Systemic delivery of recombinant adeno-associated virus (rAAV) vectors has recently been shown to cross the blood brain barrier in rodents and large animals and to efficiently target cells of the central nervous system. Such approach could be particularly interesting to treat lysosomal storage diseases or neurodegenerative disorders characterized by multiple organs injuries especially neuronal and retinal dysfunctions. However, the ability of rAAV vector to cross the blood retina barrier and to transduce retinal cells after systemic injection has not been precisely determined.

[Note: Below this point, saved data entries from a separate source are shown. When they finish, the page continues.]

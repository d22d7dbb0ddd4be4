//! The synthesis pass: fuse accumulated raw snippets into one structured
//! record through the configured LLM.

pub mod parse;
pub mod prompt;

use std::sync::Arc;
use std::time::Duration;

use tracing::{debug, info, warn};

use epilogue_model::{Actor, DeathRecord, FieldConfidence, RawSourceSnippet};

use crate::error::{EnrichError, Result};
use crate::llm::{LlmClient, LlmRequest, with_backoff};

/// Above this many out-of-vocabulary factors the model clearly ignored the
/// vocabulary and the whole response is rejected.
const MAX_REJECTED_FACTORS: usize = 4;

const SYNTHESIS_MAX_TOKENS: u32 = 4_096;
const RETRY_ATTEMPTS: u32 = 3;
const RETRY_BASE_DELAY: Duration = Duration::from_secs(2);

/// One synthesis attempt. Cost is reported even when the outcome is an
/// error: there is no refund on a failed synthesis, and the batch ledger
/// needs the spend either way. Rejected factors are likewise recorded
/// regardless of acceptance.
#[derive(Debug)]
pub struct SynthesisAttempt {
    pub cost_usd: f64,
    pub rejected_factors: Vec<String>,
    pub outcome: Result<DeathRecord>,
}

pub struct Synthesizer {
    llm: Arc<dyn LlmClient>,
}

impl std::fmt::Debug for Synthesizer {
    fn fmt(&self, f: &mut std::fmt::Formatter<'_>) -> std::fmt::Result {
        f.debug_struct("Synthesizer")
            .field("model", &self.llm.model_id())
            .finish_non_exhaustive()
    }
}

impl Synthesizer {
    pub fn new(llm: Arc<dyn LlmClient>) -> Self {
        Self { llm }
    }

    pub fn model_id(&self) -> &str {
        self.llm.model_id()
    }

    /// Synthesize a record from the snippets the orchestrator accumulated.
    /// The snippets arrive in pipeline order; re-rank by reliability so
    /// the model reads the best material first.
    pub async fn synthesize(&self, actor: &Actor, snippets: &[RawSourceSnippet]) -> SynthesisAttempt {
        let mut ordered: Vec<&RawSourceSnippet> = snippets.iter().collect();
        ordered.sort_by(|a, b| {
            b.attribution
                .reliability_score
                .total_cmp(&a.attribution.reliability_score)
                .then_with(|| b.attribution.confidence.total_cmp(&a.attribution.confidence))
        });

        let ordered_owned: Vec<RawSourceSnippet> = ordered.into_iter().cloned().collect();
        let user_prompt = prompt::build_prompt(actor, &ordered_owned);
        debug!(
            actor = %actor.name,
            snippets = ordered_owned.len(),
            model = self.llm.model_id(),
            "synthesizing"
        );

        let request = LlmRequest::new(user_prompt)
            .with_system(prompt::SYNTHESIS_SYSTEM.to_string())
            .with_max_tokens(SYNTHESIS_MAX_TOKENS);
        let response = match with_backoff(RETRY_ATTEMPTS, RETRY_BASE_DELAY, || {
            self.llm.complete(request.clone())
        })
        .await
        {
            Ok(response) => response,
            Err(err) => {
                warn!(actor = %actor.name, error = %err, "synthesis LLM call failed");
                return SynthesisAttempt {
                    cost_usd: 0.0,
                    rejected_factors: Vec::new(),
                    outcome: Err(EnrichError::Llm(err)),
                };
            }
        };
        let cost_usd = response.cost_usd;

        let parsed: parse::SynthesisResponse = match parse::from_llm_text(&response.text) {
            Ok(parsed) => parsed,
            Err(err) => {
                warn!(actor = %actor.name, error = %err, "synthesis response unparseable");
                return SynthesisAttempt {
                    cost_usd,
                    rejected_factors: Vec::new(),
                    outcome: Err(err),
                };
            }
        };

        let (mut record, rejected_factors) = parse::into_record(parsed);
        let rejected_factors_count = rejected_factors.len();
        if rejected_factors_count > MAX_REJECTED_FACTORS {
            return SynthesisAttempt {
                cost_usd,
                rejected_factors,
                outcome: Err(EnrichError::SynthesisFailed(format!(
                    "{rejected_factors_count} unrecognized notable factors: model ignored the vocabulary"
                ))),
            };
        }

        derive_missing_confidences(&mut record, &ordered_owned);
        info!(
            actor = %actor.name,
            substantive = record.has_substantive_content,
            cost_usd,
            "synthesis complete"
        );
        SynthesisAttempt {
            cost_usd,
            rejected_factors,
            outcome: Ok(record),
        }
    }
}

/// When the model leaves a confidence null, derive it from the strongest
/// contributing snippet.
fn derive_missing_confidences(record: &mut DeathRecord, snippets: &[RawSourceSnippet]) {
    let strongest = snippets
        .iter()
        .map(|s| s.attribution.confidence)
        .fold(0.0_f64, f64::max);
    let derived = FieldConfidence::from_score(strongest);

    if record.circumstances.is_some() {
        record.cause_confidence.get_or_insert(derived);
        record.details_confidence.get_or_insert(derived);
    }
    record.birthday_confidence.get_or_insert(derived);
    record.deathday_confidence.get_or_insert(derived);
}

In this study, gene transfer was investigated in the retina of neonatal and adult rats after intravenous injection of self-complementary (sc) rAAV serotype 1, 5, 6, 8, and 9 carrying a CMV-driven green fluorescent protein (GFP), by fluorescence fundus photography and histological examination. Neonatal rats injected with scAAV2/9 vector displayed the strongest GFP expression in the retina, within the retinal pigment epithelium (RPE) cells. Retinal tropism of scAAV2/9 vector was further assessed after systemic delivery in large animal models, i.e., dogs and cats. Interestingly, efficient gene transfer was observed in the RPE cells of these two large animal models following neonatal intravenous injection of the vector. The ability of scAAV2/9 to transduce simultaneously neurons in the central nervous system, and RPE cells in the retina, after neonatal systemic delivery, makes this approach potentially interesting for the treatment of infantile neurodegenerative diseases characterized by both neuronal and retinal damages.

► scAAV2/9 transduces efficiently the RPE after neonatal i.v. injection.
► scAAV2/1, 2/5, 2/6 and 2/8 transduce poorly the RPE after i.v. injection.
► i.v. scAAV2/9 injection does not transduce the RPE in adult animals.
► Neonatal i.v. scAAV2/9 injection does not induce transgene-specific antibodies.